Is the act of translation, by definition, also a form of interpretation? Are simultaneous translators also simultaneously interpreters? Yes—at least according to Henrietta Harrison, the Oxford University historian, and another Keen On guest this week. Harrison’s new book, The Perils of Interpreting, a finalist for the prestigious Cundhill prize, is the story of a British and Chinese translator in late-18th century China. Translation is, by definition, interpretation, Harrison told me, especially when trying to translate the languages of two worlds as different as Qing China and Imperial Britain.
With historic midterm elections happening today, how to translate and interpret the contemporary United States of America to a confused world? For Evan Mandery, the author of Poison Ivy: How Elite Colleges Divide Us, increasingly inegalitarian America is best understood through the lens of its supposedly meritocratic university system. If you dig up 21st-century America, Mandery suggested to me on this week, you’ll excavate an 18th-century-style aristocratic system. Translation/interpretation, then, often requires excavation.
And to reveal the complexity of contemporary America, sometimes that excavation needs to be literal. Greg Melville, another Keen On guest this Halloween week, believes that America is most effectively translated/interpreted through its graveyards. A self-styled “tombstone tourist” and the author of Over My Dead Body: Unearthing the Hidden History of American Cemeteries, Melville’s archeological interpretation of American history tries to excavate the country’s most complex political and cultural secrets.
The goal of a good translator/interpreter, however, isn’t always to unearth complexity. Sometimes what appears prosaic is, in fact, prosaic. It’s the archeology of the surface. Take, for example, the longtime Rolling Stones drummer Charlie Watts who gushing music writers often describe as “iconic” or “unique.” But according to Paul Sexton, the author of the official biography, Charlie’s Good Tonight, what was astonishing about Watts was his ordinariness. No need for interpretation or translation here. What you got with Charlie, Sexton told me this week, was Charlie. Just Charlie. A jazzy drummer addicted to Savile Row suits, horses and his family.
In contrast with the extraordinary Keith Richards, Charlie Watts never wrote his own memoir because there really wasn’t much to say. Memorable memoir obviously requires serious self-translation and self-interpretation. Credible memoirists like Maud Newton and Isaac Fitzgerald, two other guests this week, unearth their own suffering. Their stories of themselves and their families are painful to write and painful to read. But they are also essential in their honesty of what it means to be a man or woman in the America of the 2020s.

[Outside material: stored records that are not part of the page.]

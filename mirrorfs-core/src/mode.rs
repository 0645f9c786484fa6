//! Portable file-type/permission encoding and its translation to native
//! `st_mode` bits.
//!
//! Transforms work with [`FileMode`]; the kernel-facing layer only ever sees
//! the `u32` produced by [`FileMode::to_native`].

use std::fs::{FileType, Metadata};
use std::os::unix::fs::{FileTypeExt, PermissionsExt};

const PERM_MASK: u32 = 0o777;
const WRITE_BITS: u32 = 0o222;

/// The type of a mirrored entry.
#[derive(Debug, Clone, Copy, PartialEq, Eq, Hash)]
pub enum EntryKind {
    /// Regular file
    Regular,
    /// Directory
    Directory,
    /// Symbolic link
    Symlink,
    /// FIFO
    NamedPipe,
    /// Unix domain socket
    Socket,
    /// Block device
    BlockDevice,
    /// Character device
    CharDevice,
}

impl EntryKind {
    /// Classifies a std file type.
    pub fn from_file_type(file_type: FileType) -> Self {
        if file_type.is_dir() {
            EntryKind::Directory
        } else if file_type.is_symlink() {
            EntryKind::Symlink
        } else if file_type.is_fifo() {
            EntryKind::NamedPipe
        } else if file_type.is_socket() {
            EntryKind::Socket
        } else if file_type.is_block_device() {
            EntryKind::BlockDevice
        } else if file_type.is_char_device() {
            EntryKind::CharDevice
        } else {
            EntryKind::Regular
        }
    }

    /// Recovers the kind from native mode bits. Unknown type bits read as regular.
    pub fn from_native(mode: u32) -> Self {
        match mode & libc::S_IFMT as u32 {
            m if m == libc::S_IFDIR as u32 => EntryKind::Directory,
            m if m == libc::S_IFLNK as u32 => EntryKind::Symlink,
            m if m == libc::S_IFIFO as u32 => EntryKind::NamedPipe,
            m if m == libc::S_IFSOCK as u32 => EntryKind::Socket,
            m if m == libc::S_IFBLK as u32 => EntryKind::BlockDevice,
            m if m == libc::S_IFCHR as u32 => EntryKind::CharDevice,
            _ => EntryKind::Regular,
        }
    }

    fn native_bits(self) -> u32 {
        let bits = match self {
            EntryKind::Regular => libc::S_IFREG,
            EntryKind::Directory => libc::S_IFDIR,
            EntryKind::Symlink => libc::S_IFLNK,
            EntryKind::NamedPipe => libc::S_IFIFO,
            EntryKind::Socket => libc::S_IFSOCK,
            EntryKind::BlockDevice => libc::S_IFBLK,
            EntryKind::CharDevice => libc::S_IFCHR,
        };
        bits as u32
    }
}

/// File type plus permission bits in a platform-agnostic form.
#[derive(Debug, Clone, Copy, PartialEq, Eq, Hash)]
pub struct FileMode {
    /// Entry type
    pub kind: EntryKind,
    /// Owner/group/other rwx bits
    pub perm: u32,
    /// Set-user-id bit
    pub setuid: bool,
    /// Set-group-id bit
    pub setgid: bool,
    /// Sticky bit
    pub sticky: bool,
}

impl FileMode {
    /// Creates a mode with the given kind and rwx bits and no special bits.
    pub fn new(kind: EntryKind, perm: u32) -> Self {
        Self {
            kind,
            perm: perm & PERM_MASK,
            setuid: false,
            setgid: false,
            sticky: false,
        }
    }

    /// Reads the mode of a real entry. Use `symlink_metadata` to keep links as links.
    pub fn from_metadata(metadata: &Metadata) -> Self {
        let raw = metadata.permissions().mode();
        Self {
            kind: EntryKind::from_file_type(metadata.file_type()),
            perm: raw & PERM_MASK,
            setuid: raw & libc::S_ISUID as u32 != 0,
            setgid: raw & libc::S_ISGID as u32 != 0,
            sticky: raw & libc::S_ISVTX as u32 != 0,
        }
    }

    /// Returns true for directories.
    pub fn is_dir(&self) -> bool {
        self.kind == EntryKind::Directory
    }

    /// Returns a copy with every write bit cleared.
    pub fn without_write(mut self) -> Self {
        self.perm &= !WRITE_BITS;
        self
    }

    /// Encodes the mode as native `st_mode` bits.
    pub fn to_native(&self) -> u32 {
        let mut mode = self.kind.native_bits() | (self.perm & PERM_MASK);
        if self.setuid {
            mode |= libc::S_ISUID as u32;
        }
        if self.setgid {
            mode |= libc::S_ISGID as u32;
        }
        if self.sticky {
            mode |= libc::S_ISVTX as u32;
        }
        mode
    }
}

#[cfg(test)]
mod tests {
    use super::*;
    use std::fs;
    use tempfile::TempDir;

    #[test]
    fn test_native_type_bits() {
        let cases = [
            (EntryKind::Regular, libc::S_IFREG as u32),
            (EntryKind::Directory, libc::S_IFDIR as u32),
            (EntryKind::Symlink, libc::S_IFLNK as u32),
            (EntryKind::NamedPipe, libc::S_IFIFO as u32),
            (EntryKind::Socket, libc::S_IFSOCK as u32),
            (EntryKind::BlockDevice, libc::S_IFBLK as u32),
            (EntryKind::CharDevice, libc::S_IFCHR as u32),
        ];

        for (kind, bits) in cases {
            let native = FileMode::new(kind, 0o640).to_native();
            assert_eq!(native & libc::S_IFMT as u32, bits, "{:?}", kind);
            assert_eq!(native & 0o777, 0o640);
            assert_eq!(EntryKind::from_native(native), kind);
        }
    }

    #[test]
    fn test_char_and_block_devices_differ() {
        let chr = FileMode::new(EntryKind::CharDevice, 0o600).to_native();
        let blk = FileMode::new(EntryKind::BlockDevice, 0o600).to_native();
        assert_ne!(chr, blk);
    }

    #[test]
    fn test_special_bits_are_encoded() {
        let mut mode = FileMode::new(EntryKind::Directory, 0o1777);
        assert_eq!(mode.perm, 0o777);
        mode.sticky = true;
        mode.setgid = true;

        let native = mode.to_native();
        assert_ne!(native & libc::S_ISVTX as u32, 0);
        assert_ne!(native & libc::S_ISGID as u32, 0);
        assert_eq!(native & libc::S_ISUID as u32, 0);
    }

    #[test]
    fn test_without_write() {
        let mode = FileMode::new(EntryKind::Regular, 0o664).without_write();
        assert_eq!(mode.perm, 0o444);
    }

    #[test]
    fn test_from_metadata() {
        let dir = TempDir::new().unwrap();
        let file = dir.path().join("a.txt");
        fs::write(&file, b"hi").unwrap();
        fs::set_permissions(&file, fs::Permissions::from_mode(0o640)).unwrap();

        let mode = FileMode::from_metadata(&fs::symlink_metadata(&file).unwrap());
        assert_eq!(mode.kind, EntryKind::Regular);
        assert_eq!(mode.perm, 0o640);

        let mode = FileMode::from_metadata(&fs::symlink_metadata(dir.path()).unwrap());
        assert!(mode.is_dir());

        let link = dir.path().join("link");
        std::os::unix::fs::symlink(&file, &link).unwrap();
        let mode = FileMode::from_metadata(&fs::symlink_metadata(&link).unwrap());
        assert_eq!(mode.kind, EntryKind::Symlink);
    }
}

Both Newton and Fitzgerald dig deep, they get underneath all the body tattoos and other surface noise of contemporary American life. They both resonate with a generosity of spirit and are reminders that, for all its imperfections, America remains the most vibrant and interesting place in the world to live. If you watch/listen to any Keen On this week, please enjoy my conversations with Maud Newton and Isaac Fitzgerald.
Intrepid interpreters/translators of the world like Newton and Fitzgerald dig deep because they believe that they can excavate literary gold. The truth is there, they assume, if you dig deep enough. But what happens if that’s just another enlightenment conceit? What happens if the universe is too complex for us to understand?
The British cosmologist and astrophysicist Lord Martin Rees has spent his long and remarkably distinguished career peering at the universe. And, as he confessed to me this week, the universe simply might be too complex for us humans to understand. We humans are just birds, Rees suggested. Actually we are probably less than Priyanka Kumar’s birds because we think we can interpret and translate things. So even Karen Bakker’s revolutionary digital technology won’t enlighten us.
Humans, birds and trees are all equally ignorant. It’s the blind leading the blind. We are all Charlies. Hallelujah. Interpret/translate that. So shut up and enjoy the music. Interpret Happy Halloween!